Dallas Buyers Club (Music from and Inspired by the Motion Picture) is the soundtrack/compilation album to the 2013 film Dallas Buyers Club, released by Relativity Music Group on October 30, 2013. The album, which consisted of original and incorporated songs, featured various artists, include Jared Leto's band Thirty Seconds to Mars, Tegan and Sara, Awolnation, The Naked and Famous, T. Rex, My Morning Jacket, Fitz and the Tantrums, Blondfire, Neon Trees, Cold War Kids, Capital Cities, The Airborne Toxic Event, and more.

== Promotion and release ==
The film does not have an original score, but featured several songs played throughout the film.

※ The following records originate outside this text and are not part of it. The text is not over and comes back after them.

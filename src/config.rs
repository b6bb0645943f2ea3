//! Allocation parameters.
//!
//! An [`AllocationConfig`] is immutable for the duration of one computation and
//! is validated before any sampling happens, so a bad parameter can never
//! produce a misleading allocation.

use crate::error::ConfigError;

/// Largest supported rounding precision (decimal places).
pub const MAX_PRECISION: u32 = 9;

/// Default name of the floor-protected variant.
pub const DEFAULT_PROTECTED_VARIANT: &str = "control";

/// Algorithm parameters for one allocation computation.
#[derive(Debug, Clone, PartialEq)]
#[cfg_attr(feature = "serde", derive(serde::Serialize, serde::Deserialize))]
#[cfg_attr(feature = "serde", serde(default))]
pub struct AllocationConfig {
    /// Beta prior alpha (pseudo-successes). Must be > 0.
    pub alpha_prior: f64,
    /// Beta prior beta (pseudo-failures). Must be > 0.
    pub beta_prior: f64,
    /// Fraction of traffic blended toward the uniform split, in `[0, 1]`.
    pub min_explore_rate: f64,
    /// Minimum share guaranteed to the protected variant, in `[0, 1]`.
    pub control_floor: f64,
    /// Maximum per-variant change from the previous allocation, in `[0, 1]`.
    pub max_daily_shift: f64,
    /// Total impressions required before leaving the uniform warmup split.
    pub warmup_threshold: u64,
    /// Variant that receives the control floor. `None` disables the floor.
    pub protected_variant: Option<String>,
    /// Decimal places the final allocation is rounded to.
    pub precision: u32,
}

impl Default for AllocationConfig {
    fn default() -> Self {
        Self {
            alpha_prior: 1.0,
            beta_prior: 1.0,
            min_explore_rate: 0.05,
            control_floor: 0.1,
            max_daily_shift: 0.2,
            warmup_threshold: 1000,
            protected_variant: Some(DEFAULT_PROTECTED_VARIANT.to_string()),
            precision: 4,
        }
    }
}

impl AllocationConfig {
    /// Set the Beta prior pseudo-counts.
    pub fn with_priors(mut self, alpha_prior: f64, beta_prior: f64) -> Self {
        self.alpha_prior = alpha_prior;
        self.beta_prior = beta_prior;
        self
    }

    pub fn with_min_explore_rate(mut self, rate: f64) -> Self {
        self.min_explore_rate = rate;
        self
    }

    pub fn with_control_floor(mut self, floor: f64) -> Self {
        self.control_floor = floor;
        self
    }

    pub fn with_max_daily_shift(mut self, shift: f64) -> Self {
        self.max_daily_shift = shift;
        self
    }

    pub fn with_warmup_threshold(mut self, threshold: u64) -> Self {
        self.warmup_threshold = threshold;
        self
    }

    /// Set the floor-protected variant name.
    pub fn with_protected_variant(mut self, name: impl Into<String>) -> Self {
        self.protected_variant = Some(name.into());
        self
    }

    /// Disable the control floor entirely.
    pub fn without_protected_variant(mut self) -> Self {
        self.protected_variant = None;
        self
    }

    pub fn with_precision(mut self, precision: u32) -> Self {
        self.precision = precision;
        self
    }

    /// Check every parameter against its allowed range.
    pub fn validate(&self) -> Result<(), ConfigError> {
        check_prior("alpha_prior", self.alpha_prior)?;
        check_prior("beta_prior", self.beta_prior)?;
        check_rate("min_explore_rate", self.min_explore_rate)?;
        check_rate("control_floor", self.control_floor)?;
        check_rate("max_daily_shift", self.max_daily_shift)?;
        if self.precision == 0 || self.precision > MAX_PRECISION {
            return Err(ConfigError::PrecisionOutOfRange {
                value: self.precision,
                max: MAX_PRECISION,
            });
        }
        if matches!(self.protected_variant.as_deref(), Some("")) {
            return Err(ConfigError::EmptyProtectedVariant);
        }
        Ok(())
    }

    /// Load configuration from environment variables, falling back to defaults.
    ///
    /// Recognized keys: `ALPHA_PRIOR`, `BETA_PRIOR`, `MIN_EXPLORE_RATE`,
    /// `CONTROL_FLOOR`, `MAX_DAILY_SHIFT`, `MIN_IMPRESSIONS_FOR_OPTIMIZATION`,
    /// `CONTROL_VARIANT` (empty string disables the floor) and
    /// `ALLOCATION_PRECISION`. The result is validated.
    pub fn from_env() -> Result<Self, ConfigError> {
        Self::from_lookup(|key| std::env::var(key).ok())
    }

    /// Like [`from_env`](Self::from_env), reading values through `lookup`.
    pub fn from_lookup<F>(lookup: F) -> Result<Self, ConfigError>
    where
        F: Fn(&str) -> Option<String>,
    {
        let defaults = Self::default();

        let protected_variant = match lookup("CONTROL_VARIANT") {
            Some(v) if v.trim().is_empty() => None,
            Some(v) => Some(v.trim().to_string()),
            None => defaults.protected_variant,
        };

        let cfg = Self {
            alpha_prior: parse_or(&lookup, "ALPHA_PRIOR", defaults.alpha_prior)?,
            beta_prior: parse_or(&lookup, "BETA_PRIOR", defaults.beta_prior)?,
            min_explore_rate: parse_or(&lookup, "MIN_EXPLORE_RATE", defaults.min_explore_rate)?,
            control_floor: parse_or(&lookup, "CONTROL_FLOOR", defaults.control_floor)?,
            max_daily_shift: parse_or(&lookup, "MAX_DAILY_SHIFT", defaults.max_daily_shift)?,
            warmup_threshold: parse_or(
                &lookup,
                "MIN_IMPRESSIONS_FOR_OPTIMIZATION",
                defaults.warmup_threshold,
            )?,
            protected_variant,
            precision: parse_or(&lookup, "ALLOCATION_PRECISION", defaults.precision)?,
        };
        cfg.validate()?;
        Ok(cfg)
    }
}

fn parse_or<F, T>(lookup: &F, key: &'static str, default: T) -> Result<T, ConfigError>
where
    F: Fn(&str) -> Option<String>,
    T: std::str::FromStr,
{
    match lookup(key) {
        None => Ok(default),
        Some(raw) => raw.trim().parse().map_err(|_| ConfigError::Unparseable {
            key,
            value: raw,
        }),
    }
}

fn check_prior(field: &'static str, value: f64) -> Result<(), ConfigError> {
    if value.is_finite() && value > 0.0 {
        Ok(())
    } else {
        Err(ConfigError::NonPositivePrior {
            field,
            value: value.to_string(),
        })
    }
}

fn check_rate(field: &'static str, value: f64) -> Result<(), ConfigError> {
    if value.is_finite() && (0.0..=1.0).contains(&value) {
        Ok(())
    } else {
        Err(ConfigError::RateOutOfRange {
            field,
            value: value.to_string(),
        })
    }
}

The official soundtrack was announced on October 16, 2013, featuring 16 original and incorporated songs in the album. It was announced for a digital and physical release on October 30, 2013, with pre-orders beginning through Amazon.com and iTunes. On the same date, the first song "Shudder to Think" performed by Tegan and Sara was released. Rolling Stone wrote that the band "combine dreamy synths with reflective lyrics on the effervescent track, musing on the chances not taken and the prospect of a life without someone special". They also performed the track at the European tour in November 2013. On October 25, 2013, The Hollywood Reporter released the track "Romance Languages" performed by Cold War Kids. It was announced that 40 cents of every sale of album at iTunes would go to the AIDS relief charity Project Red's Global Fund. The vinyl edition of the soundtrack was released in March 2014.

== Track listing ==

Dallas Buyers Club (Music from and Inspired by the Motion Picture)
| No. | Title | Artist | Length |
|---|---|---|---|
| 1. | "Sweet Thang" | Shuggie Otis | 4:09 |
| 2. | "Following Morning" | The Naked and Famous | 5:03 |
| 3. | "Hell and Back" | The Airborne Toxic Event | 3:52 |
| 4. | "Ready to Be Called On" | My Morning Jacket | 3:46 |
| 5. | "Life of the Party" | Blondfire | 3:23 |
| 6. | "The Walker" (Ryeland Allison remix) | Fitz and the Tantrums | 3:28 |
| 7. | "Shudder to Think" | Tegan and Sara | 3:24 |
| 8. | "Mad Love" (Acoustic) | Neon Trees | 3:39 |
| 9. | "Main Man" (T. Rex cover) | Portugal. The Man | 6:15 |
| 10. | "Stayin' Alive" (Bee Gees cover) | Capital Cities | 4:03 |
| 11. | "Romance Languages" | Cold War Kids | 2:52 |
| 12. | "Burn It Down" (Innerpartysystem remix) | Awolnation | 4:56 |
| 13. | "After the Scripture" | Manchester Orchestra | 4:36 |
| 14. | "City of Angels" (Acoustic) | Thirty Seconds to Mars | 4:29 |
| 15. | "Main Man" (Live) | T. Rex | 4:13 |
| 16. | "Life Is Strange" | T. Rex | 2:32 |
| Total length: |  |  | 1:04:40 |

== Additional music ==
- Film music not included in the album

| # | Title | Performer(s)/Writer(s) | Ref. |
| 1 | "Purple" | Shuggie Otis |  |
| 2 | "Ruby, Don't Take Your Love to Town" | Kenny Rogers |
| 3 | "The Fool" | Sanford Clark |
| 4 | "El Adios del Soldado" | Carolos Periguez |
| 5 | "Follow Me" | Amanda Lear |
| 6 | "Obsession" | Animotion |
| 7 | "Ballrooms of Mars" | T. Rex |
| 8 | "Prélude" | Alexandra Streliski |

== Reception ==
New Noise Magazines Joseph Tucker said, "The score on this record is incredibly diverse and of equally incredible quality, unlike so many others. Pick this up before or after you go and see Dallas Buyers Club." Matt of Homo Razzi said about the album, "Overall this soundtrack has a little bit of everything and it works perfectly, mirroring some of the themes, emotions and moments of the film." Stephanie Ochona reviewed for Renowned for Sound and gave the soundtrack 4.5 out of 5 ratings, she said, "Set in the 80s where drugs and other experimentation was all the rage, music plays a big factor in the entire atmosphere of the movie. The soundtrack includes a diverse group of artists, from country stars, indie icons and modern rockers. All the songs featured help bring out the kind of mood a movie like Dallas Buyers Club is." Ochona also said that, "Without such an accurate soundtrack, the film wouldn't have made such a big impact, and both the visual and aural aspects work together to create a beautiful story of a man fighting for the right to live his life."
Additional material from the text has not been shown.